Meera Subramanian is an award-winning independent journalist whose work has been published in national and international publications including the New York TimesThe New YorkerNatureVirginia Quarterly Review, and Orion, where she serves as a contributing editor. Her book A River Runs Again: India's Natural World in Crisis, from the Barren Cliffs of Rajasthan to the Farmlands of Karnataka was short-listed for the 2016 Orion Book Award, and she is currently collaborating with illustrator Danica Novgorodoff on a YA nonfiction graphic novel about youth climate activists. She has explored the disappearance of India’s vultures, questioned the “Good Anthropocene,” sought out fragile shorelines, and investigated perceptions of climate change among conservative Americans. Her essays have been anthologized in the Best American Science and Nature Writing (2022 and 2015), Letter to a Stranger: Essays to the Ones that Haunt Us (Algonquin 2022), The World As We Knew It: Dispatches From a Changing Climate (Catapult 2022), and Solastalgia: An Anthology of Emotion in a Disappearing World (The University of Virginia Press 2023), as well as multiple editions of The Best Women’s Travel Writing. A National Geographic Explorer, she has also served as an MIT Knight Science Journalism Fellow (2016-17), Fulbright-Nehru Senior Research Fellow (2013-14), and the Currie C. and Thomas A. Barron Visiting Professor in the Environment and Humanities at Princeton University (2019-2020). She earned an MA in Journalism from New York University and is currently a co-director of the Religion & Environment Story Project. She is based on a glacial moraine that belongs to the People of the Dawn, on the edge of the Atlantic Ocean, in what is now called Massachusetts.

Justin Taylor

Justin Taylor is the author of the memoir Riding with the Ghost, published by Random House in 2020. Lauren Groff said the memoir was "gorgeously layered and deeply felt." He is also the author of three books of fiction: the story collections Everything Here Is the Best Thing Ever (2010), Flings (2014), and the novel The Gospel of Anarchy (2011). His work has appeared in the New Yorker, Harper's, BOMB, the Sewanee Review, and Bookforum, as well as many others. He is the co-author with Adam Wilson of the original screenplay Last Days of Basic Cable. His latest novel, Reboot, was published in April 2024. It received glowing reviews from Joshua Ferris in the New York Times.

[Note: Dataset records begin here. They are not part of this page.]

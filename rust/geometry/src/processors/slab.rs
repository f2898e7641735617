// This Source Code Form is subject to the terms of the Mozilla Public
// License, v. 2.0. If a copy of the MPL was not distributed with this
// file, You can obtain one at https://mozilla.org/MPL/2.0/.

//! Slab processor.

use super::helpers::{emit, planar_thickness, vertex_average};
use crate::backend::EntityKind;
use crate::error::{Error, Result};
use crate::frame::CoordinateFrame;
use crate::profile::ProfileDescriptor;
use crate::router::{BuildContext, ElementGeometry, ElementProcessor, WarningKind};
use nalgebra::Point2;
use stbifc_core::{ElementClass, ElementDefinition};

/// Slabs: outline taken in plan relative to the center and extruded
/// downwards from the top face.
#[derive(Debug, Default)]
pub struct SlabProcessor;

impl SlabProcessor {
    pub fn new() -> Self {
        Self
    }
}

impl ElementProcessor for SlabProcessor {
    fn process(
        &self,
        element: &ElementDefinition,
        ctx: &mut BuildContext<'_>,
    ) -> Result<Vec<ElementGeometry>> {
        let ElementDefinition::Slab(slab) = element else {
            return Err(Error::UnsupportedElement(element.class()));
        };
        let class = ElementClass::Slab;

        if slab.points.len() < 3 {
            return Err(Error::geometry(
                class,
                format!("polygon needs at least 3 points, got {}", slab.points.len()),
            ));
        }
        let thickness = planar_thickness(class, slab.thickness, ctx.config.default_slab_thickness)?;
        if !slab.openings.is_empty() {
            ctx.warn(
                &slab.identity,
                class,
                WarningKind::IgnoredOpenings,
                format!("{} slab opening(s) ignored", slab.openings.len()),
            );
        }

        let center = slab.center.unwrap_or_else(|| vertex_average(&slab.points));
        let outline = slab
            .points
            .iter()
            .map(|p| Point2::new(p.x - center.x, p.y - center.y))
            .collect();

        let frame = CoordinateFrame::canonical(center);
        let profile = ProfileDescriptor::polygon(format!("{}_Outline", slab.identity.name), outline);
        let geometry = ctx.extrusion.slab(ctx.backend, &profile, &frame, thickness)?;
        let placement = ctx.placements.planar(&frame);
        let guid = ctx.identity.element_guid(&slab.identity);
        Ok(vec![emit(
            ctx,
            EntityKind::Member(class),
            &slab.identity,
            guid,
            &placement,
            geometry,
        )?])
    }

    fn supported_classes(&self) -> Vec<ElementClass> {
        vec![ElementClass::Slab]
    }
}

Taylor received his BA from the University of Florida, and his MFA from The New School. He has taught writing at the graduate and undergraduate level in programs across the U.S., including Columbia University, the University of Southern Mississippi, and the University of Montana. He is the current director of the School of Letters. He lives in Portland, Oregon with his wife.